Os membros ao conselho consultivo da Procuradoria-geral da República recomendaram, na sexta-feira, 23, na cidade do Huambo, que aquele órgão do Ministério Público, por via do seu titular, identifique instrumentos normativos eivados de inconstitucionalidade e, acto contínuo, remeta-os ao Tribunal Constitucional para o devido tratamento. O facto consta num documento apresentado no final dos trabalhos do XXIX conselho consultivo.
Constantino Eduardo, enviado ao Huambo
Face à constante violação da ética e deontologia profissional, o que, aliás, foi o mote do evento, os magistrados ao conselho consultivo manifestaram, de resto, intenção de se institucionalizar urgentemente o Código de Conduta da Procuradoria-Geral da República, de modo a fortalecer a ética, disciplina e a transparência no seio dos magistrados.

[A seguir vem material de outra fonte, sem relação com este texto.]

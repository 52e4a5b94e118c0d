use crate::catalog::Catalog;
use chrono_tz::Tz;

pub struct AppState {
    pub catalog: Catalog,
    /// Facility wall-clock zone used to evaluate opening hours.
    pub tz: Tz,
}
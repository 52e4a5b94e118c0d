//! The hospital record passed through every query.

use crate::geo::GeoPoint;
use crate::hours::WeeklySchedule;
use serde::{Deserialize, Serialize};
use std::collections::{BTreeMap, BTreeSet};

/// A hospital as loaded from the catalog. Queries borrow it; nothing mutates it.
#[derive(Debug, Clone, PartialEq, Serialize, Deserialize)]
pub struct HospitalRecord {
    pub id: String,
    pub name: String,
    /// Missing coordinates exclude the hospital from proximity search.
    #[serde(default)]
    pub location: Option<GeoPoint>,
    #[serde(default)]
    pub schedule: WeeklySchedule,
    #[serde(default)]
    pub emergency_capable: bool,
    #[serde(default)]
    pub specialties: BTreeSet<String>,
    /// Listed specialties that are temporarily not offered. Matched by name,
    /// case-insensitive.
    #[serde(default, skip_serializing_if = "BTreeSet::is_empty")]
    pub unavailable_specialties: BTreeSet<String>,
    /// Average wait per specialty, in minutes.
    #[serde(default, skip_serializing_if = "BTreeMap::is_empty")]
    pub wait_times: BTreeMap<String, u32>,
    /// Inactive hospitals are hidden from search, nearby and detail lookups.
    #[serde(default = "default_active")]
    pub is_active: bool,
    /// Average review score, 0.0 to 5.0.
    #[serde(default, skip_serializing_if = "Option::is_none")]
    pub rating: Option<f64>,
    #[serde(default)]
    pub total_reviews: u32,
    #[serde(default, skip_serializing_if = "Option::is_none")]
    pub address: Option<String>,
    #[serde(default, skip_serializing_if = "Option::is_none")]
    pub phone: Option<String>,
    #[serde(default, skip_serializing_if = "Option::is_none")]
    pub website: Option<String>,
}

fn default_active() -> bool {
    true
}

impl HospitalRecord {
    pub fn new(id: impl Into<String>, name: impl Into<String>) -> Self {
        Self {
            id: id.into(),
            name: name.into(),
            location: None,
            schedule: WeeklySchedule::closed(),
            emergency_capable: false,
            specialties: BTreeSet::new(),
            unavailable_specialties: BTreeSet::new(),
            wait_times: BTreeMap::new(),
            is_active: true,
            rating: None,
            total_reviews: 0,
            address: None,
            phone: None,
            website: None,
        }
    }

    pub fn at(mut self, latitude: f64, longitude: f64) -> Self {
        self.location = Some(GeoPoint::new(latitude, longitude));
        self
    }

    pub fn with_schedule(mut self, schedule: WeeklySchedule) -> Self {
        self.schedule = schedule;
        self
    }

    pub fn with_specialties<I, S>(mut self, specialties: I) -> Self
    where
        I: IntoIterator<Item = S>,
        S: Into<String>,
    {
        self.specialties.extend(specialties.into_iter().map(Into::into));
        self
    }

    pub fn emergency(mut self, capable: bool) -> Self {
        self.emergency_capable = capable;
        self
    }

    pub fn with_rating(mut self, rating: f64) -> Self {
        self.rating = Some(rating);
        self
    }

    pub fn active(mut self, yes: bool) -> Self {
        self.is_active = yes;
        self
    }

    /// Mark a listed specialty as not currently offered.
    pub fn suspend_specialty(mut self, name: impl Into<String>) -> Self {
        self.unavailable_specialties.insert(name.into());
        self
    }

    pub fn with_wait_time(mut self, specialty: impl Into<String>, minutes: u32) -> Self {
        self.wait_times.insert(specialty.into(), minutes);
        self
    }

    /// Specialties currently offered: listed and not suspended.
    pub fn available_specialties(&self) -> impl Iterator<Item = &str> {
        self.specialties
            .iter()
            .filter(|s| {
                let name = s.to_lowercase();
                !self.unavailable_specialties.iter().any(|u| u.to_lowercase() == name)
            })
            .map(String::as_str)
    }

    /// Case-insensitive substring match against any available specialty.
    pub fn offers_specialty(&self, filter: &str) -> bool {
        let needle = filter.to_lowercase();
        self.available_specialties().any(|s| s.to_lowercase().contains(&needle))
    }
}
const BUILTIN_HOSPITALS: &[BuiltinHospital] = &[
    BuiltinHospital {
        id: "tokyo-general",
        name: "Tokyo General Hospital",
        lat: 35.6896, lon: 139.6917,
        address: "1-1-1 Nishi-Shinjuku, Shinjuku, Tokyo",
        phone: "03-1234-5678",
        emergency: true,
        rating: 4.2,
        total_reviews: 128,
        specialties: &[("Internal Medicine", Some(30)), ("Surgery", Some(45)), ("Pediatrics", Some(25)), ("Orthopedics", Some(40)), ("Emergency Medicine", Some(60))],
        weekdays: ("09:00", "17:00"),
        saturday: ("09:00", "12:00"),
    },
    BuiltinHospital {
        id: "sakura-clinic",
        name: "Sakura Clinic",
        lat: 35.6598, lon: 139.7036,
        address: "2-2-2 Shibuya, Shibuya, Tokyo",
        phone: "03-2345-6789",
        emergency: false,
        rating: 4.5,
        total_reviews: 89,
        specialties: &[("Internal Medicine", Some(20)), ("Pediatrics", Some(15))],
        weekdays: ("09:00", "18:00"),
        saturday: ("09:00", "13:00"),
    },
    BuiltinHospital {
        id: "city-general",
        name: "City General Hospital",
        lat: 35.6762, lon: 139.6503,
        address: "1-2-3 Shibuya, Shibuya, Tokyo",
        phone: "03-3456-7890",
        emergency: true,
        rating: 4.2,
        total_reviews: 0,
        specialties: &[("Internal Medicine", None), ("Surgery", None), ("Pediatrics", None), ("Orthopedics", None), ("Neurology", None)],
        weekdays: ("09:00", "17:00"),
        saturday: ("09:00", "12:00"),
    },
    BuiltinHospital {
        id: "tanaka-clinic",
        name: "Tanaka Clinic",
        lat: 35.6754, lon: 139.6492,
        address: "Shibuya, Tokyo",
        phone: "03-4567-8901",
        emergency: false,
        rating: 4.5,
        total_reviews: 0,
        specialties: &[("Internal Medicine", None), ("Dermatology", None)],
        weekdays: ("09:00", "18:00"),
        saturday: ("09:00", "13:00"),
    },
    BuiltinHospital {
        id: "orthopedic-center",
        name: "Orthopedic Specialty Hospital",
        lat: 35.6745, lon: 139.6515,
        address: "Shibuya, Tokyo",
        phone: "03-5678-9012",
        emergency: false,
        rating: 4.0,
        total_reviews: 0,
        specialties: &[("Orthopedics", None), ("Rehabilitation", None)],
        weekdays: ("08:30", "17:30"),
        saturday: ("08:30", "12:30"),
    },
];

fn builtin_to_record(b: &BuiltinHospital) -> Result<HospitalRecord, crate::hours::ScheduleError> {
    let row = |day: &str, (open, close): (&str, &str)| DayEntry {
        day: day.to_string(),
        open_time: open.to_string(),
        close_time: close.to_string(),
        is_closed: false,
    };
    let mut rows: Vec<DayEntry> = ["Mon", "Tue", "Wed", "Thu", "Fri"]
        .iter()
        .map(|d| row(*d, b.weekdays))
        .collect();
    rows.push(row("Sat", b.saturday));
    let schedule = WeeklySchedule::try_from(rows)?;

    let mut record = HospitalRecord::new(b.id, b.name)
        .at(b.lat, b.lon)
        .with_schedule(schedule)
        .with_specialties(b.specialties.iter().map(|(name, _)| *name))
        .emergency(b.emergency)
        .with_rating(b.rating);
    for (name, wait) in b.specialties {
        if let Some(minutes) = wait {
            record = record.with_wait_time(*name, *minutes);
        }
    }
    record.total_reviews = b.total_reviews;
    record.address = Some(b.address.to_string());
    record.phone = Some(b.phone.to_string());
    Ok(record)
}

// ─── Catalog ────────────────────────────────────────────────────

/// Read-only set of hospitals, in load order.
#[derive(Debug, Clone, Default)]
pub struct Catalog {
    hospitals: Vec<HospitalRecord>,
}

impl Catalog {
    pub fn new(hospitals: Vec<HospitalRecord>) -> Result<Self, CatalogError> {
        let mut ids = HashSet::new();
        for h in &hospitals {
            if !ids.insert(h.id.as_str()) {
                return Err(CatalogError::DuplicateId(h.id.clone()));
            }
            if let Some(rating) = h.rating {
                // NaN fails the range check too.
                if !(0.0..=5.0).contains(&rating) {
                    return Err(CatalogError::InvalidRating { id: h.id.clone(), rating });
                }
            }
        }
        Ok(Self { hospitals })
    }

    /// The built-in sample hospitals.
    pub fn builtin() -> Self {
        let hospitals = BUILTIN_HOSPITALS
            .iter()
            .filter_map(|b| match builtin_to_record(b) {
                Ok(r) => Some(r),
                Err(e) => {
                    tracing::warn!(id = b.id, error = %e, "skipping built-in hospital");
                    None
                }
            })
            .collect();
        Self { hospitals }
    }

    /// Load a JSON array of hospital records.
    pub fn load_from(path: &Path) -> Result<Self, CatalogError> {
        let data = fs::read_to_string(path).map_err(|source| CatalogError::Io {
            path: path.to_path_buf(),
            source,
        })?;
        let hospitals: Vec<HospitalRecord> = serde_json::from_str(&data).map_err(|source| CatalogError::Parse {
            path: path.to_path_buf(),
            source,
        })?;
        tracing::info!(path = %path.display(), count = hospitals.len(), "loaded hospital catalog");
        Self::new(hospitals)
    }

    /// Explicit path if given, else the default file if present, else built-in data.
    pub fn load(path: Option<&Path>) -> Result<Self, CatalogError> {
        Self::load_with_default(path, &Self::default_path())
    }

    /// Same as [`Catalog::load`] with a caller-chosen default file (for testing).
    pub fn load_with_default(path: Option<&Path>, default: &Path) -> Result<Self, CatalogError> {
        if let Some(p) = path {
            return Self::load_from(p);
        }
        if default.is_file() {
            return Self::load_from(default);
        }
        tracing::warn!(path = %default.display(), "no catalog file, using built-in hospitals");
        Ok(Self::builtin())
    }

    pub fn default_path() -> PathBuf {
        dirs::home_dir()
            .unwrap_or_else(|| PathBuf::from("."))
            .join(".hospital-finder")
            .join("hospitals.json")
    }

    pub fn hospitals(&self) -> &[HospitalRecord] {
        &self.hospitals
    }

    pub fn len(&self) -> usize {
        self.hospitals.len()
    }

    pub fn is_empty(&self) -> bool {
        self.hospitals.is_empty()
    }

    /// Lookup by id. Inactive hospitals are not returned.
    pub fn get(&self, id: &str) -> Option<&HospitalRecord> {
        self.hospitals.iter().find(|h| h.is_active && h.id == id)
    }

    /// Name search: case-insensitive substring, empty query matches everything.
    /// Results keep catalog order and skip inactive hospitals.
    pub fn search(&self, query: &str, specialty: Option<&str>, limit: i64) -> Vec<&HospitalRecord> {
        let needle = query.trim().to_lowercase();
        let specialty = specialty.filter(|s| !s.is_empty());
        let limit = usize::try_from(limit).unwrap_or(0);

        self.hospitals
            .iter()
            .filter(|h| h.is_active)
            .filter(|h| needle.is_empty() || h.name.to_lowercase().contains(&needle))
            .filter(|h| specialty.map_or(true, |s| h.offers_specialty(s)))
            .take(limit)
            .collect()
    }
}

“Promover a reflexão sobre o aperfeiçoamento da
definição de um perfil de candidatos à Magistratura do
Ministério Público”, recomendam os membros, ao considerarem necessário a maximização da formação especializada e técnico jurídica
dos magistrados do Ministério Público nos diferentes escalões, bem como de técnicos de Justiça.
Nesta perspectiva, os conselheiros prometem “identificar instrumentos normativos eivados de
incostitucionalidade e remeter ao digníssimo PGR para que, nos termos da Lei, os levante junto do Tribunal
Constitucional”, ressaltaram no documento apresentado pelo procurador Adão do Nascimento Domingos.
Sugerem, igualmente, a promoção da qualidade na prestação de serviços ao
cidadão por parte dos magistrados, bem como incentivar o recurso às tecnologias de informação e comunicação como ferramenta de trabalho.